*** AVAILABLE RECORDS ***
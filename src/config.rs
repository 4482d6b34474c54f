//! Runtime configuration, loaded from a TOML file.
//!
//! Every field has a default, so an empty file (or no file at all) gives the
//! stock robot: phone `20:20:08:59:27:13`, speed 80, 2 s between iterations.

use serde::{Deserialize, Serialize};
use std::path::Path;
use std::time::Duration;

use crate::bluetooth::MacAddress;
use crate::error::{Error, Result};
use crate::signal::SignalRange;

/// Upper bound for every `*_ms` setting (one hour)
pub const MAX_DURATION_MS: u64 = 3_600_000;

#[derive(Debug, Clone, Default, Deserialize, Serialize)]
#[serde(default)]
pub struct Config {
    pub phone: PhoneConfig,
    pub search: SearchConfig,
    pub signal: SignalConfig,
    pub crawler: CrawlerConfig,
    pub display: DisplayConfig,
    pub speech: SpeechConfig,
}

#[derive(Debug, Clone, Deserialize, Serialize)]
#[serde(default)]
pub struct PhoneConfig {
    /// Bluetooth address of the phone to look for
    pub address: String,
    /// Discovery passes averaged into one reading
    pub scan_passes: usize,
    pub scan_timeout_ms: u64,
    /// HCI controller index handed to btmgmt
    pub hci_index: u16,
}

impl Default for PhoneConfig {
    fn default() -> Self {
        PhoneConfig {
            address: "20:20:08:59:27:13".to_string(),
            scan_passes: 3,
            scan_timeout_ms: 12_000,
            hci_index: 0,
        }
    }
}

#[derive(Debug, Clone, Deserialize, Serialize)]
#[serde(default)]
pub struct SearchConfig {
    pub speed: u8,
    /// Forward steps taken while the signal keeps getting stronger
    pub forward_steps: u8,
    /// Anything closer than this (and further than 0) is an obstacle
    pub obstacle_cm: f32,
    pub interval_ms: u64,
    /// Undo each iteration's turn before the next scan
    pub resume_after_turn: bool,
}

impl Default for SearchConfig {
    fn default() -> Self {
        SearchConfig {
            speed: 80,
            forward_steps: 3,
            obstacle_cm: 15.0,
            interval_ms: 2_000,
            resume_after_turn: true,
        }
    }
}

impl SearchConfig {
    pub fn interval(&self) -> Duration {
        Duration::from_millis(self.interval_ms)
    }
}

#[derive(Debug, Clone, Deserialize, Serialize)]
#[serde(default)]
pub struct SignalConfig {
    pub window: usize,
    pub min_rssi: f32,
    pub max_rssi: f32,
}

impl Default for SignalConfig {
    fn default() -> Self {
        let range = SignalRange::default();
        SignalConfig {
            window: crate::signal::DEFAULT_WINDOW,
            min_rssi: range.min_rssi,
            max_rssi: range.max_rssi,
        }
    }
}

impl SignalConfig {
    pub fn range(&self) -> SignalRange {
        SignalRange {
            min_rssi: self.min_rssi,
            max_rssi: self.max_rssi,
        }
    }
}

#[derive(Debug, Clone, Deserialize, Serialize)]
#[serde(default)]
pub struct CrawlerConfig {
    /// Serial device of the motion co-processor
    pub port: String,
    pub baud: u32,
    pub step_timeout_ms: u64,
    pub range_timeout_ms: u64,
}

impl Default for CrawlerConfig {
    fn default() -> Self {
        CrawlerConfig {
            port: "/dev/ttyACM0".to_string(),
            baud: crate::uart::DEFAULT_BAUD,
            step_timeout_ms: 3_000,
            range_timeout_ms: 500,
        }
    }
}

#[derive(Debug, Clone, Deserialize, Serialize)]
#[serde(default)]
pub struct DisplayConfig {
    pub enabled: bool,
    pub i2c_bus: u8,
    pub address: u16,
}

impl Default for DisplayConfig {
    fn default() -> Self {
        DisplayConfig {
            enabled: true,
            i2c_bus: crate::display::ssd1306::DEFAULT_BUS,
            address: crate::display::ssd1306::DEFAULT_ADDRESS,
        }
    }
}

#[derive(Debug, Clone, Deserialize, Serialize)]
#[serde(default)]
pub struct SpeechConfig {
    pub enabled: bool,
    pub command: String,
    pub args: Vec<String>,
}

impl Default for SpeechConfig {
    fn default() -> Self {
        SpeechConfig {
            enabled: true,
            command: "espeak".to_string(),
            args: Vec::new(),
        }
    }
}

impl Config {
    pub fn load(path: &Path) -> Result<Self> {
        let text = std::fs::read_to_string(path)?;
        let config = Self::from_toml_str(&text)?;
        log::debug!("loaded config from {}", path.display());
        Ok(config)
    }

    pub fn from_toml_str(text: &str) -> Result<Self> {
        let config: Config = toml::from_str(text)?;
        config.validate()?;
        Ok(config)
    }

    pub fn phone_address(&self) -> Result<MacAddress> {
        self.phone.address.parse()
    }

    pub fn validate(&self) -> Result<()> {
        self.phone_address()?;
        if self.signal.window == 0 {
            return Err(Error::InvalidConfig("signal.window must be at least 1".to_string()));
        }
        if self.signal.max_rssi <= self.signal.min_rssi {
            return Err(Error::InvalidConfig("signal.max_rssi must be above signal.min_rssi".to_string()));
        }
        if self.phone.scan_passes == 0 {
            return Err(Error::InvalidConfig("phone.scan_passes must be at least 1".to_string()));
        }
        if self.search.speed > 100 {
            return Err(Error::InvalidConfig("search.speed is a percentage (0-100)".to_string()));
        }

        let durations = [
            ("phone.scan_timeout_ms", self.phone.scan_timeout_ms),
            ("search.interval_ms", self.search.interval_ms),
            ("crawler.step_timeout_ms", self.crawler.step_timeout_ms),
            ("crawler.range_timeout_ms", self.crawler.range_timeout_ms),
        ];
        for (name, value) in durations {
            if value > MAX_DURATION_MS {
                return Err(Error::InvalidConfig(format!(
                    "{} must be at most {} ms",
                    name, MAX_DURATION_MS
                )));
            }
        }
        Ok(())
    }
}

#[cfg(test)]
mod tests {
    use super::*;
    use std::io::Write;

    #[test]
    fn test_defaults() {
        let config = Config::default();
        assert_eq!(config.search.speed, 80);
        assert_eq!(config.search.forward_steps, 3);
        assert_eq!(config.search.obstacle_cm, 15.0);
        assert_eq!(config.search.interval(), Duration::from_secs(2));
        assert_eq!(config.signal.window, 5);
        assert_eq!(config.phone.scan_passes, 3);
        assert_eq!(config.display.address, 0x3C);
        assert_eq!(config.phone_address().unwrap().to_string(), "20:20:08:59:27:13");
        assert!(config.validate().is_ok());
    }

    #[test]
    fn test_partial_file_keeps_defaults() {
        let config = Config::from_toml_str(
            r#"
            [phone]
            address = "aa:bb:cc:dd:ee:ff"

            [search]
            speed = 60
            "#,
        )
        .unwrap();

        assert_eq!(config.phone.address, "aa:bb:cc:dd:ee:ff");
        assert_eq!(config.phone.scan_passes, 3);
        assert_eq!(config.search.speed, 60);
        assert_eq!(config.search.forward_steps, 3);
        assert_eq!(config.crawler.port, "/dev/ttyACM0");
    }

    #[test]
    fn test_invalid_values_rejected() {
        assert!(matches!(
            Config::from_toml_str("[phone]\naddress = \"nope\"\n"),
            Err(Error::InvalidMac(_))
        ));
        assert!(matches!(
            Config::from_toml_str("[signal]\nwindow = 0\n"),
            Err(Error::InvalidConfig(_))
        ));
        assert!(matches!(
            Config::from_toml_str("[signal]\nmin_rssi = -30.0\nmax_rssi = -90.0\n"),
            Err(Error::InvalidConfig(_))
        ));
        assert!(matches!(Config::from_toml_str("[search]\nspeed = \"fast\"\n"), Err(Error::Config(_))));
    }

    #[test]
    fn test_huge_timeouts_rejected() {
        for text in [
            "[phone]\nscan_timeout_ms = 9223372036854775807\n",
            "[crawler]\nstep_timeout_ms = 3600001\n",
            "[crawler]\nrange_timeout_ms = 99999999999\n",
            "[search]\ninterval_ms = 10000000\n",
        ] {
            assert!(
                matches!(Config::from_toml_str(text), Err(Error::InvalidConfig(_))),
                "{}",
                text
            );
        }
        assert!(Config::from_toml_str("[crawler]\nstep_timeout_ms = 3600000\n").is_ok());
    }

    #[test]
    fn test_load_from_file() {
        let mut file = tempfile::NamedTempFile::new().unwrap();
        writeln!(file, "[search]\ninterval_ms = 500\nresume_after_turn = false").unwrap();

        let config = Config::load(file.path()).unwrap();
        assert_eq!(config.search.interval(), Duration::from_millis(500));
        assert!(!config.search.resume_after_turn);
    }

    #[test]
    fn test_load_missing_file() {
        assert!(matches!(
            Config::load(Path::new("/nonexistent/phonefind.toml")),
            Err(Error::Io(_))
        ));
    }
}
*** End of AVAILABLE RECORDS ***
▶ _ASSIGNMENT_
When the word "unwrap" appears in a line of the listing, pull that line out.

▶ _RESPONSE BELOW_
        assert_eq!(config.phone_address().unwrap().to_string(), "20:20:08:59:27:13");
        .unwrap();
        let mut file = tempfile::NamedTempFile::new().unwrap();
        writeln!(file, "[search]\ninterval_ms = 500\nresume_after_turn = false").unwrap();
        let config = Config::load(file.path()).unwrap();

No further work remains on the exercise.